DATA EXTRACT START

use dom::snapshot::{DomSnapshot, DomSnapshotOptions, assert_snapshot_eq};
use dom::{Document, DomError, Namespace, NodeKey};
use render::{
    Built, ComponentFn, CustomTags, FunctionComponent, Hyperscript, Node, PropValue, Props,
    QueryResolver, Renderer, TagResolver, current_component,
};
use std::cell::{Cell, RefCell};
use std::rc::Rc;

#[derive(Clone, Default)]
struct CountingResolver {
    calls: Rc<RefCell<Vec<(String, bool)>>>,
}

impl TagResolver for CountingResolver {
    fn resolve(&self, doc: &mut Document, query: &str, is_svg: bool) -> Result<NodeKey, DomError> {
        self.calls.borrow_mut().push((query.to_string(), is_svg));
        QueryResolver.resolve(doc, query, is_svg)
    }
}

fn snapshot(doc: &Document, key: NodeKey) -> DomSnapshot {
    DomSnapshot::new(&doc.to_tree(key).unwrap(), DomSnapshotOptions::default())
}

fn element(built: Built) -> NodeKey {
    built.element().expect("intrinsic build returns an element")
}

#[test]
fn second_build_of_a_tag_reuses_the_template() {
    let resolver = CountingResolver::default();
    let mut h = Hyperscript::with_resolver(Renderer::new(), resolver.clone());
    let mut doc = Document::new();

    let first = element(h.html(&mut doc, 0, "li", None, Vec::new()).unwrap());
    let template = h.templates().get("li", false).unwrap();
    let second = element(h.html(&mut doc, 0, "li", None, Vec::new()).unwrap());

    assert_eq!(resolver.calls.borrow().len(), 1);
    assert_eq!(h.templates().get("li", false), Some(template));
    assert_ne!(first, second);
    assert_ne!(first, template);

    doc.set_attribute(first, "id", Some("a".into())).unwrap();
    assert!(!doc.has_attribute(second, "id"));
    assert!(doc.attributes(template).is_empty());
}

#[test]
fn html_and_svg_pools_are_separate() {
    let resolver = CountingResolver::default();
    let mut h = Hyperscript::with_resolver(Renderer::new(), resolver.clone());
    let mut doc = Document::new();

    let html_a = element(h.html(&mut doc, 0, "a", None, Vec::new()).unwrap());
    let svg_a = element(h.svg(&mut doc, 0, "a", None, Vec::new()).unwrap());
    let svg_root = element(h.html(&mut doc, 0, "svg", None, Vec::new()).unwrap());

    assert!(!doc.is_svg(html_a));
    assert!(doc.is_svg(svg_a));
    assert!(doc.is_svg(svg_root));
    assert_eq!(
        *resolver.calls.borrow(),
        vec![
            ("a".to_string(), false),
            ("a".to_string(), true),
            ("svg".to_string(), true)
        ]
    );
}

#[test]
fn query_syntax_sets_id_and_classes_and_props_override() {
    let mut h = Hyperscript::new(Renderer::new());
    let mut doc = Document::new();
    let props = Props::new().with("title", "t").with("id", "override");
    let key = element(
        h.html(&mut doc, 0, "button#go.primary.big", Some(props), vec!["Go".into()])
            .unwrap(),
    );
    assert_snapshot_eq(
        &[
            "<button id=\"override\" class=\"primary big\" title=\"t\">",
            "| \"Go\"",
        ],
        &snapshot(&doc, key),
    );
}

#[test]
fn nested_children_are_flattened_and_falsy_ones_skipped() {
    let mut h = Hyperscript::new(Renderer::new());
    let mut doc = Document::new();
    let item = element(h.html(&mut doc, 1, "li", None, vec!["one".into()]).unwrap());
    let children = vec![
        Node::Real(item),
        Node::List(vec![
            Node::Null,
            Node::element("li", Props::new().with("class", "two"), vec![Node::text("two")]),
            Node::Bool(false),
        ]),
        Node::Number(3.0),
    ];
    let list = element(h.html(&mut doc, 0, "ul", None, children).unwrap());
    assert_snapshot_eq(
        &[
            "<ul>",
            "| <li>",
            "| | \"one\"",
            "| <li class=\"two\">",
            "| | \"two\"",
            "| \"3\"",
        ],
        &snapshot(&doc, list),
    );
    // The nested intrinsic descriptor went through the template cache.
    assert_eq!(h.templates().len(), 2);
}

#[test]
fn svg_children_inherit_the_namespace() {
    let mut h = Hyperscript::new(Renderer::new());
    let mut doc = Document::new();
    let circle = Node::element("circle", Props::new().with("r", 4i64), Vec::new());
    let svg = element(h.html(&mut doc, 0, "svg", None, vec![circle]).unwrap());
    let circle = doc.children(svg)[0];
    assert_eq!(doc.namespace(circle), Some(Namespace::Svg));
    assert_eq!(doc.attribute(circle, "r"), Some("4"));
}

#[test]
fn onload_handler_is_invoked_immediately() {
    let mut h = Hyperscript::new(Renderer::new());
    let mut doc = Document::new();
    let loaded = Rc::new(Cell::new(None));
    let seen = Rc::clone(&loaded);
    let props = Props::new().with(
        "onload",
        PropValue::handler(move |doc, el| {
            seen.set(Some((el, doc.children(el).len())));
        }),
    );
    let key = element(
        h.html(&mut doc, 0, "img", Some(props), vec!["alt".into()])
            .unwrap(),
    );
    assert_eq!(loaded.get(), Some((key, 1)));
}

#[test]
fn component_constructor_returns_an_unrendered_instance() {
    let calls = Rc::new(Cell::new(0));
    let counted = Rc::clone(&calls);
    let card = ComponentFn::new("card", move |_, props, children| {
        counted.set(counted.get() + 1);
        Node::element("div", props.clone(), children.to_vec())
    });
    let renderer = Renderer::new();
    let mut h = Hyperscript::new(renderer.clone());
    let mut doc = Document::new();

    let built = h
        .html(
            &mut doc,
            0,
            card,
            Some(Props::new().with("id", "c")),
            vec!["body".into()],
        )
        .unwrap();
    let Built::Instance(instance) = built else {
        panic!("expected an instance");
    };
    assert_eq!(calls.get(), 0);
    assert_eq!(instance.props().text("id").as_deref(), Some("c"));

    let rendered = renderer
        .render_instance(&mut doc, Rc::clone(&instance), None)
        .unwrap();
    assert_eq!(calls.get(), 1);
    assert_snapshot_eq(
        &["<div id=\"c\">", "| \"body\""],
        &snapshot(&doc, rendered.as_node().unwrap()),
    );
}

#[test]
fn function_component_is_called_eagerly_with_children_in_props() {
    let greet = FunctionComponent::new("greet", |props| {
        assert!(current_component().is_none());
        let name = props.text("name").unwrap_or_default();
        Node::List(vec![
            Node::text(format!("hello {name}")),
            Node::List(props.children().to_vec()),
        ])
    });
    let mut h = Hyperscript::new(Renderer::new());
    let mut doc = Document::new();
    let built = h
        .html(
            &mut doc,
            0,
            greet,
            Some(Props::new().with("name", "ada")),
            vec!["!".into()],
        )
        .unwrap();
    let Built::Value(node) = built else {
        panic!("expected a value");
    };

    let mut doc = Document::new();
    let rendered = Renderer::new().materialize(&mut doc, node, None).unwrap();
    let texts: Vec<_> = rendered
        .nodes()
        .into_iter()
        .map(|key| doc.text(key).unwrap_or_default().to_string())
        .collect();
    assert_eq!(texts, vec!["hello ada", "!"]);
}

#[test]
fn custom_tag_children_are_rendered_through_the_registry() {
    let tags = CustomTags::new();
    tags.register(
        "x-icon",
        ComponentFn::new("icon", |_, props, _| {
            Node::element("i", Props::new().with("class", props.text("name").unwrap_or_default()), Vec::new())
        }),
    );
    let resolver = CountingResolver::default();
    let mut h = Hyperscript::with_resolver(Renderer::new().with_tags(tags), resolver.clone());
    let mut doc = Document::new();
    let icon = Node::element("x-icon", Props::new().with("name", "star"), Vec::new());
    let key = element(h.html(&mut doc, 0, "span", None, vec![icon]).unwrap());

    assert_snapshot_eq(&["<span>", "| <i class=\"star\">"], &snapshot(&doc, key));
    assert_eq!(resolver.calls.borrow().len(), 1);
}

DATA EXTRACT END

EXERCISE AIM: Please make the answer a complete, exact reproduction of the records.

RESPONSE BOX:
use dom::snapshot::{DomSnapshot, DomSnapshotOptions, assert_snapshot_eq};
use dom::{Document, DomError, Namespace, NodeKey};
use render::{
    Built, ComponentFn, CustomTags, FunctionComponent, Hyperscript, Node, PropValue, Props,
    QueryResolver, Renderer, TagResolver, current_component,
};
use std::cell::{Cell, RefCell};
use std::rc::Rc;

#[derive(Clone, Default)]
struct CountingResolver {
    calls: Rc<RefCell<Vec<(String, bool)>>>,
}

impl TagResolver for CountingResolver {
    fn resolve(&self, doc: &mut Document, query: &str, is_svg: bool) -> Result<NodeKey, DomError> {
        self.calls.borrow_mut().push((query.to_string(), is_svg));
        QueryResolver.resolve(doc, query, is_svg)
    }
}

fn snapshot(doc: &Document, key: NodeKey) -> DomSnapshot {
    DomSnapshot::new(&doc.to_tree(key).unwrap(), DomSnapshotOptions::default())
}

fn element(built: Built) -> NodeKey {
    built.element().expect("intrinsic build returns an element")
}

#[test]
fn second_build_of_a_tag_reuses_the_template() {
    let resolver = CountingResolver::default();
    let mut h = Hyperscript::with_resolver(Renderer::new(), resolver.clone());
    let mut doc = Document::new();

    let first = element(h.html(&mut doc, 0, "li", None, Vec::new()).unwrap());
    let template = h.templates().get("li", false).unwrap();
    let second = element(h.html(&mut doc, 0, "li", None, Vec::new()).unwrap());

    assert_eq!(resolver.calls.borrow().len(), 1);
    assert_eq!(h.templates().get("li", false), Some(template));
    assert_ne!(first, second);
    assert_ne!(first, template);

    doc.set_attribute(first, "id", Some("a".into())).unwrap();
    assert!(!doc.has_attribute(second, "id"));
    assert!(doc.attributes(template).is_empty());
}

#[test]
fn html_and_svg_pools_are_separate() {
    let resolver = CountingResolver::default();
    let mut h = Hyperscript::with_resolver(Renderer::new(), resolver.clone());
    let mut doc = Document::new();

    let html_a = element(h.html(&mut doc, 0, "a", None, Vec::new()).unwrap());
    let svg_a = element(h.svg(&mut doc, 0, "a", None, Vec::new()).unwrap());
    let svg_root = element(h.html(&mut doc, 0, "svg", None, Vec::new()).unwrap());

    assert!(!doc.is_svg(html_a));
    assert!(doc.is_svg(svg_a));
    assert!(doc.is_svg(svg_root));
    assert_eq!(
        *resolver.calls.borrow(),
        vec![
            ("a".to_string(), false),
            ("a".to_string(), true),
            ("svg".to_string(), true)
        ]
    );
}

#[test]
fn query_syntax_sets_id_and_classes_and_props_override() {
    let mut h = Hyperscript::new(Renderer::new());
    let mut doc = Document::new();
    let props = Props::new().with("title", "t").with("id", "override");
    let key = element(
        h.html(&mut doc, 0, "button#go.primary.big", Some(props), vec!["Go".into()])
            .unwrap(),
    );
    assert_snapshot_eq(
        &[
            "<button id=\"override\" class=\"primary big\" title=\"t\">",
            "| \"Go\"",
        ],
        &snapshot(&doc, key),
    );
}

#[test]
fn nested_children_are_flattened_and_falsy_ones_skipped() {
    let mut h = Hyperscript::new(Renderer::new());
    let mut doc = Document::new();
    let item = element(h.html(&mut doc, 1, "li", None, vec!["one".into()]).unwrap());
    let children = vec![
        Node::Real(item),
        Node::List(vec![
            Node::Null,
            Node::element("li", Props::new().with("class", "two"), vec![Node::text("two")]),
            Node::Bool(false),
        ]),
        Node::Number(3.0),
    ];
    let list = element(h.html(&mut doc, 0, "ul", None, children).unwrap());
    assert_snapshot_eq(
        &[
            "<ul>",
            "| <li>",
            "| | \"one\"",
            "| <li class=\"two\">",
            "| | \"two\"",
            "| \"3\"",
        ],
        &snapshot(&doc, list),
    );
    // The nested intrinsic descriptor went through the template cache.
    assert_eq!(h.templates().len(), 2);
}

#[test]
fn svg_children_inherit_the_namespace() {
    let mut h = Hyperscript::new(Renderer::new());
    let mut doc = Document::new();
    let circle = Node::element("circle", Props::new().with("r", 4i64), Vec::new());
    let svg = element(h.html(&mut doc, 0, "svg", None, vec![circle]).unwrap());
    let circle = doc.children(svg)[0];
    assert_eq!(doc.namespace(circle), Some(Namespace::Svg));
    assert_eq!(doc.attribute(circle, "r"), Some("4"));
}

#[test]
fn onload_handler_is_invoked_immediately() {
    let mut h = Hyperscript::new(Renderer::new());
    let mut doc = Document::new();
    let loaded = Rc::new(Cell::new(None));
    let seen = Rc::clone(&loaded);
    let props = Props::new().with(
        "onload",
        PropValue::handler(move |doc, el| {
            seen.set(Some((el, doc.children(el).len())));
        }),
    );
    let key = element(
        h.html(&mut doc, 0, "img", Some(props), vec!["alt".into()])
            .unwrap(),
    );
    assert_eq!(loaded.get(), Some((key, 1)));
}

#[test]
fn component_constructor_returns_an_unrendered_instance() {
    let calls = Rc::new(Cell::new(0));
    let counted = Rc::clone(&calls);
    let card = ComponentFn::new("card", move |_, props, children| {
        counted.set(counted.get() + 1);
        Node::element("div", props.clone(), children.to_vec())
    });
    let renderer = Renderer::new();
    let mut h = Hyperscript::new(renderer.clone());
    let mut doc = Document::new();

    let built = h
        .html(
            &mut doc,
            0,
            card,
            Some(Props::new().with("id", "c")),
            vec!["body".into()],
        )
        .unwrap();
    let Built::Instance(instance) = built else {
        panic!("expected an instance");
    };
    assert_eq!(calls.get(), 0);
    assert_eq!(instance.props().text("id").as_deref(), Some("c"));

    let rendered = renderer
        .render_instance(&mut doc, Rc::clone(&instance), None)
        .unwrap();
    assert_eq!(calls.get(), 1);
    assert_snapshot_eq(
        &["<div id=\"c\">", "| \"body\""],
        &snapshot(&doc, rendered.as_node().unwrap()),
    );
}

#[test]
fn function_component_is_called_eagerly_with_children_in_props() {
    let greet = FunctionComponent::new("greet", |props| {
        assert!(current_component().is_none());
        let name = props.text("name").unwrap_or_default();
        Node::List(vec![
            Node::text(format!("hello {name}")),
            Node::List(props.children().to_vec()),
        ])
    });
    let mut h = Hyperscript::new(Renderer::new());
    let mut doc = Document::new();
    let built = h
        .html(
            &mut doc,
            0,
            greet,
            Some(Props::new().with("name", "ada")),
            vec!["!".into()],
        )
        .unwrap();
    let Built::Value(node) = built else {
        panic!("expected a value");
    };

    let mut doc = Document::new();
    let rendered = Renderer::new().materialize(&mut doc, node, None).unwrap();
    let texts: Vec<_> = rendered
        .nodes()
        .into_iter()
        .map(|key| doc.text(key).unwrap_or_default().to_string())
        .collect();
    assert_eq!(texts, vec!["hello ada", "!"]);
}

#[test]
fn custom_tag_children_are_rendered_through_the_registry() {
    let tags = CustomTags::new();
    tags.register(
        "x-icon",
        ComponentFn::new("icon", |_, props, _| {
            Node::element("i", Props::new().with("class", props.text("name").unwrap_or_default()), Vec::new())
        }),
    );
    let resolver = CountingResolver::default();
    let mut h = Hyperscript::with_resolver(Renderer::new().with_tags(tags), resolver.clone());
    let mut doc = Document::new();
    let icon = Node::element("x-icon", Props::new().with("name", "star"), Vec::new());
    let key = element(h.html(&mut doc, 0, "span", None, vec![icon]).unwrap());

    assert_snapshot_eq(&["<span>", "| <i class=\"star\">"], &snapshot(&doc, key));
    assert_eq!(resolver.calls.borrow().len(), 1);
}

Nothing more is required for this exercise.